In this reporting period we have conducted multiple analyses and successfully demonstrated therapeutic efficacy of placenta-derived stem cells (PDSCs) in all three proposed congenital metabolic disease model animals.
A lysosome disease model Idua deficient mouse was used to test therapeutic efficacy of the PDSC for Hurler disease. We demonstrated that the primary PDSCs express IDUA mRNA without in vitro manipulations. The IDUA gene and protein expressions are equivalent or higher levels than human hepatocytes. These data indicate that the primary PDSC is a suitable alternative cell source for the cell replacement therapy, hepatocyte transplantation. PDSC transplanted disease animals demonstrated increase of IDUA enzyme activity in the liver, lung and brain. Micro CT examination on the facial bone indicated that the PDSC treatment significantly improved the disease phenotype. The efficacy of PDSC transplantation was also assessed in animal models of Maple Syrup Urine disease (MSUD) and ornithine transcarbamylase deficiency (OTC).

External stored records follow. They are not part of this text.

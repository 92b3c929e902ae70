use super::cancel_registration::{CancelRegistrationUseCase, CancelledRegistration};
use super::try_register::{AdmissionOutcome, TryRegisterUseCase};
use crate::club::warn_club_owners::WarnClubOwnersUseCase;
use crate::pass::{create_pass::CreatePassUseCase, revoke_pending_pass::RevokePendingPassUseCase};
use crate::shared::usecase::{execute, Subscriber};
use passgate_domain::{capacity_warnings, PassType, Requester};
use passgate_infra::PassgateContext;
use tracing::debug;

pub struct WarnClubOwnersOnAdmission;

#[async_trait::async_trait]
impl Subscriber<TryRegisterUseCase> for WarnClubOwnersOnAdmission {
    async fn notify(&self, e: &AdmissionOutcome, ctx: &PassgateContext) {
        let admission = match e {
            AdmissionOutcome::Admitted(admission) => admission,
            AdmissionOutcome::Denied(_) => return,
        };
        for warning in capacity_warnings(&admission.event, admission.registered_count) {
            let usecase = WarnClubOwnersUseCase {
                event: admission.event.clone(),
                warning,
            };
            // Sideeffect, ignore result
            let _ = execute(usecase, ctx).await;
        }
    }
}

pub struct CreatePassOnAdmission;

#[async_trait::async_trait]
impl Subscriber<TryRegisterUseCase> for CreatePassOnAdmission {
    async fn notify(&self, e: &AdmissionOutcome, ctx: &PassgateContext) {
        let admission = match e {
            AdmissionOutcome::Admitted(admission) => admission,
            AdmissionOutcome::Denied(_) => return,
        };
        if !admission.event.pass_required {
            return;
        }
        if ctx.config.is_pass_excluded(&admission.member.role) {
            debug!(
                "No pass for member {} with excluded role {}",
                admission.member.id, admission.member.role
            );
            return;
        }

        let usecase = CreatePassUseCase {
            event_id: admission.event.id,
            user_id: admission.member.id,
            pass_type: PassType::AutoOnRegistration,
            requester: Requester::system("registration"),
            reason: "Registered for the event".into(),
            scheduled_at: Some(admission.registration.registered_at),
        };
        // Sideeffect, ignore result
        let _ = execute(usecase, ctx).await;
    }
}

pub struct RevokePassOnCancellation;

#[async_trait::async_trait]
impl Subscriber<CancelRegistrationUseCase> for RevokePassOnCancellation {
    async fn notify(&self, e: &CancelledRegistration, ctx: &PassgateContext) {
        let usecase = RevokePendingPassUseCase {
            event_id: e.event_id,
            user_id: e.user_id,
        };
        // Sideeffect, ignore result
        let _ = execute(usecase, ctx).await;
    }
}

Five of 6 PDSC treated MSUD animals survived more than 100 days while all untreated MSUD animals died before 28 days of age. PDSC treatment also improved OTC disease phenotype and rescue the animals from transiently overdosed ammonia challenge. These data indicate that our approach to target the largest internal organ, the liver, to treat both systemic and liver specific congenital metabolic disorders is reasonable and efficient.
In conclusion, we successfully demonstrated that the therapeutic efficacy of human placenta-derived stem cell transplantation with all three congenital metabolic diseases murine models. Additional experiments and further detailed analyses are necessary to conduct statistic validations and to define the therapeutic mechanisms.